╔══

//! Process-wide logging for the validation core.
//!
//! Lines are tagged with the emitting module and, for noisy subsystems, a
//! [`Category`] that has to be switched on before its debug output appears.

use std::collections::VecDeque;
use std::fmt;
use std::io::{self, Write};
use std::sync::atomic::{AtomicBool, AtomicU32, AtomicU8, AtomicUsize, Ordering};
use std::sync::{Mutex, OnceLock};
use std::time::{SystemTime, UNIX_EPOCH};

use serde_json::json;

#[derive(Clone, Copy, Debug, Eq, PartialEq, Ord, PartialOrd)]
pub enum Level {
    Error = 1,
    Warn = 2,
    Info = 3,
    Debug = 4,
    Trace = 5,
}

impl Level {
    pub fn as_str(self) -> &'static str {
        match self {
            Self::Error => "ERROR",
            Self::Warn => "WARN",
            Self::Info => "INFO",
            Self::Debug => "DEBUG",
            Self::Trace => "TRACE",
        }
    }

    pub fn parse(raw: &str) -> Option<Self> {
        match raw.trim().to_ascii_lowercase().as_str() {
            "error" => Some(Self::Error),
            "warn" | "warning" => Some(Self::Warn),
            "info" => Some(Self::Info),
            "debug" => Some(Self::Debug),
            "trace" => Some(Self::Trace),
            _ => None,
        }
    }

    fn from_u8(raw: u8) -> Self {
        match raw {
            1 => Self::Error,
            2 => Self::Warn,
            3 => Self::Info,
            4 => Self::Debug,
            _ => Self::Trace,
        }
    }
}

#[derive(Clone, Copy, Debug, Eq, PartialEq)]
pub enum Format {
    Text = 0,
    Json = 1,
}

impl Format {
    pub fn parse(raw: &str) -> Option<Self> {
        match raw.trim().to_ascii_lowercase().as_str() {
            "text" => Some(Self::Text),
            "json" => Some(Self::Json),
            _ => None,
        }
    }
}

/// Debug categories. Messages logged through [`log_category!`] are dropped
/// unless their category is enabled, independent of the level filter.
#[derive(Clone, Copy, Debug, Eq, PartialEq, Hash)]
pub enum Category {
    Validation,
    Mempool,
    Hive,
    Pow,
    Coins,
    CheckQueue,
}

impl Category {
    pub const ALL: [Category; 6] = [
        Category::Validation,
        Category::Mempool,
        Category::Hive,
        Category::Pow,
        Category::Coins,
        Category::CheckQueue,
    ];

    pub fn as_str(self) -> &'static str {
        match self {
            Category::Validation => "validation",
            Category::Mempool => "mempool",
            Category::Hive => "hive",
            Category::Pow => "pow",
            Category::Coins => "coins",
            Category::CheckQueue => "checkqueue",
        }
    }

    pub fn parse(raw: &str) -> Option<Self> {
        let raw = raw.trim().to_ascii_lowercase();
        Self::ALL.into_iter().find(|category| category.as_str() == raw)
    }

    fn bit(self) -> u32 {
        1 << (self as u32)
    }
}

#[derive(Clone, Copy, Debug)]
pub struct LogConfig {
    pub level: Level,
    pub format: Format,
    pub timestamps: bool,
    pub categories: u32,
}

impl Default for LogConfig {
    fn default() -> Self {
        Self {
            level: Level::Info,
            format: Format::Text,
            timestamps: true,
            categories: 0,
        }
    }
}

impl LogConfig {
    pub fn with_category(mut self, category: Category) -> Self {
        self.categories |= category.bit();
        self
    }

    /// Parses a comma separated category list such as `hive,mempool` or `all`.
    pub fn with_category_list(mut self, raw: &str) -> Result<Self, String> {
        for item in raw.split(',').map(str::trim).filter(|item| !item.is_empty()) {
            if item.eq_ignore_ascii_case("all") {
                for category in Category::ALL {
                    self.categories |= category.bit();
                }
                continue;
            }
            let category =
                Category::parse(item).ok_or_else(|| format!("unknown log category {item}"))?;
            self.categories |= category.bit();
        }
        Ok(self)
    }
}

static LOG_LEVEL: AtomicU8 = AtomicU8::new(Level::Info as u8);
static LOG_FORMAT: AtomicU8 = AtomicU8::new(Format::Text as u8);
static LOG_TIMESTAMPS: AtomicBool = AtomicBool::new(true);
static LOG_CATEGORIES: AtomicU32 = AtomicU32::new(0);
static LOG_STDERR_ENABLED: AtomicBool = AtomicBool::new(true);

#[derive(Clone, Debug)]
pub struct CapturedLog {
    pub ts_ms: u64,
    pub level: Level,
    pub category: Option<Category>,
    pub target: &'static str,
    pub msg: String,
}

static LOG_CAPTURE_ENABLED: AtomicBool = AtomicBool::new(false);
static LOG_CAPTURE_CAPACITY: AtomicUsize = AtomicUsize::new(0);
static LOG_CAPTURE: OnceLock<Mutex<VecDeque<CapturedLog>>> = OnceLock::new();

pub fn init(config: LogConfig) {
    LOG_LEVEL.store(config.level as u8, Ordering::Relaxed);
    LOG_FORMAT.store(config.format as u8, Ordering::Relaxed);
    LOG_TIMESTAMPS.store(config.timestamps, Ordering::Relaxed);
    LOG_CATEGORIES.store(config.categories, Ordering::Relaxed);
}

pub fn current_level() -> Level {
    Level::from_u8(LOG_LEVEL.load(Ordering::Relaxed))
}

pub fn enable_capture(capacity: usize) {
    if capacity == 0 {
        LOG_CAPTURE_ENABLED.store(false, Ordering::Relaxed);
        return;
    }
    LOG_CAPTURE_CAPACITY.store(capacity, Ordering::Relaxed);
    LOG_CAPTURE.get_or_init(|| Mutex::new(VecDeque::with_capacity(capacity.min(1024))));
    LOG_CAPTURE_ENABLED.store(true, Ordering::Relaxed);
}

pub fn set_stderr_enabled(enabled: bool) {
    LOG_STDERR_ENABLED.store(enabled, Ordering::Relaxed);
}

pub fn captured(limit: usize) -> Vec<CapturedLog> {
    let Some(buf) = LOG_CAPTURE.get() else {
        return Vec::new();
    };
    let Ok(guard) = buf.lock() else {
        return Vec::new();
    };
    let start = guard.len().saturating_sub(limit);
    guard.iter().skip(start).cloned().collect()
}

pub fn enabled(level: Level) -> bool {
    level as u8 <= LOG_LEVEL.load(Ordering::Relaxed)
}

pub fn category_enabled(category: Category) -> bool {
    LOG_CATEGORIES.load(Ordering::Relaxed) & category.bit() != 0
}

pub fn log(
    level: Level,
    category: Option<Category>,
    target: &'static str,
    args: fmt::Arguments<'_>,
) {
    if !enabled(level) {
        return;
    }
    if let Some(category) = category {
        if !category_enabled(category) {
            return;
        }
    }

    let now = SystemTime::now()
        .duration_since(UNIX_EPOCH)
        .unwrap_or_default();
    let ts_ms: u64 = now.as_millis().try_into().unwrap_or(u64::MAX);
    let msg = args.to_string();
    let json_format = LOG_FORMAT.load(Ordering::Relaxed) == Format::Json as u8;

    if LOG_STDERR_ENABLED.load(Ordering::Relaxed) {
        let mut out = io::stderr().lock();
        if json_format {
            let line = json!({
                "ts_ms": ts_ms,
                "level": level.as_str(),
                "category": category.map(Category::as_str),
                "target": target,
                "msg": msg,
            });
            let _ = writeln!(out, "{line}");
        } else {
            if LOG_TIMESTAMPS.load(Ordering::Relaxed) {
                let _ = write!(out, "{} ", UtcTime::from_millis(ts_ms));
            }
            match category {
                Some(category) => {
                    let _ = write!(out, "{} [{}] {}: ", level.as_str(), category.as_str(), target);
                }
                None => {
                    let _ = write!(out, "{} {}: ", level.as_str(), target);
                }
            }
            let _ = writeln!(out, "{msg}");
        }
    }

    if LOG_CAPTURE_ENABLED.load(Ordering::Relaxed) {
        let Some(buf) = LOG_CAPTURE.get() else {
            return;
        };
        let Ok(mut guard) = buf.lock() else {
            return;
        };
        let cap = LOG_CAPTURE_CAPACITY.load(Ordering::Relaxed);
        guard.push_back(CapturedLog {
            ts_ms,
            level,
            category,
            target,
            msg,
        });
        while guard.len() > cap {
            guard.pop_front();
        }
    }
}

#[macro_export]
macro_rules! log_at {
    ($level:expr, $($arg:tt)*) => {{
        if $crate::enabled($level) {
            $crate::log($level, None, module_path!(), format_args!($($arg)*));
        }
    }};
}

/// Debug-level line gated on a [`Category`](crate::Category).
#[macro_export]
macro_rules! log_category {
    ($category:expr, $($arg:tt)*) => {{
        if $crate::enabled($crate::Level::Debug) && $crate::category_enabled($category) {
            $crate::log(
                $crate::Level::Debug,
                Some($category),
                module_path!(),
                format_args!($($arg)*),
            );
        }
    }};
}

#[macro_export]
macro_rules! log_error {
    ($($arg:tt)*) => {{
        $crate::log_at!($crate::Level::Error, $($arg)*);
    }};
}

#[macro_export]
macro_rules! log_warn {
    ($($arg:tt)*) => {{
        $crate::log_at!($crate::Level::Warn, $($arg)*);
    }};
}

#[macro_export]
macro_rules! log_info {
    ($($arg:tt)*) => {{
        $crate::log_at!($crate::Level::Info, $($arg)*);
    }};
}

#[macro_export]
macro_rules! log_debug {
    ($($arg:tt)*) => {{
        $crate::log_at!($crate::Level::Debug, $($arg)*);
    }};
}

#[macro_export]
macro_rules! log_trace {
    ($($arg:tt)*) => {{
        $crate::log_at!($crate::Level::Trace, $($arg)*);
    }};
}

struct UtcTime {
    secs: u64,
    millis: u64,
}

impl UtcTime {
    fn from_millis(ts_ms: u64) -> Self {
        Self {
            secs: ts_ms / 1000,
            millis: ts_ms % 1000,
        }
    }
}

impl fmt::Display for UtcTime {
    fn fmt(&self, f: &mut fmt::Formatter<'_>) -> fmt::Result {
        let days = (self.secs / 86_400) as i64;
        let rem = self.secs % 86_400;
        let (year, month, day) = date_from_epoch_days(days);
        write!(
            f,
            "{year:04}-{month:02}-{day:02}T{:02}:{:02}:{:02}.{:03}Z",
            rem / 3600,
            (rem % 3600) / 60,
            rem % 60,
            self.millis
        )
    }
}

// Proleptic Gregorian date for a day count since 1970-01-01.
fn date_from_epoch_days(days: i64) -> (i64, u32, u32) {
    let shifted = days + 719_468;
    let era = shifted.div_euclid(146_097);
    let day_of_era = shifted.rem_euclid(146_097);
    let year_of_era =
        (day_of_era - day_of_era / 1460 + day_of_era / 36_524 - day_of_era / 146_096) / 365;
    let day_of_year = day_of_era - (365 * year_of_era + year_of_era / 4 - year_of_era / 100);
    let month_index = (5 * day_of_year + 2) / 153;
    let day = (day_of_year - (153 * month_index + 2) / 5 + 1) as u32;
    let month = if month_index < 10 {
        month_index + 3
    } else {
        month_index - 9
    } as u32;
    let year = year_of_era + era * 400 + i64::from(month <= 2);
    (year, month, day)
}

╚══

Every line that contains the string "AtomicBool" should be returned from the data.

use std::sync::atomic::{AtomicBool, AtomicU32, AtomicU8, AtomicUsize, Ordering};
static LOG_TIMESTAMPS: AtomicBool = AtomicBool::new(true);
static LOG_STDERR_ENABLED: AtomicBool = AtomicBool::new(true);
static LOG_CAPTURE_ENABLED: AtomicBool = AtomicBool::new(false);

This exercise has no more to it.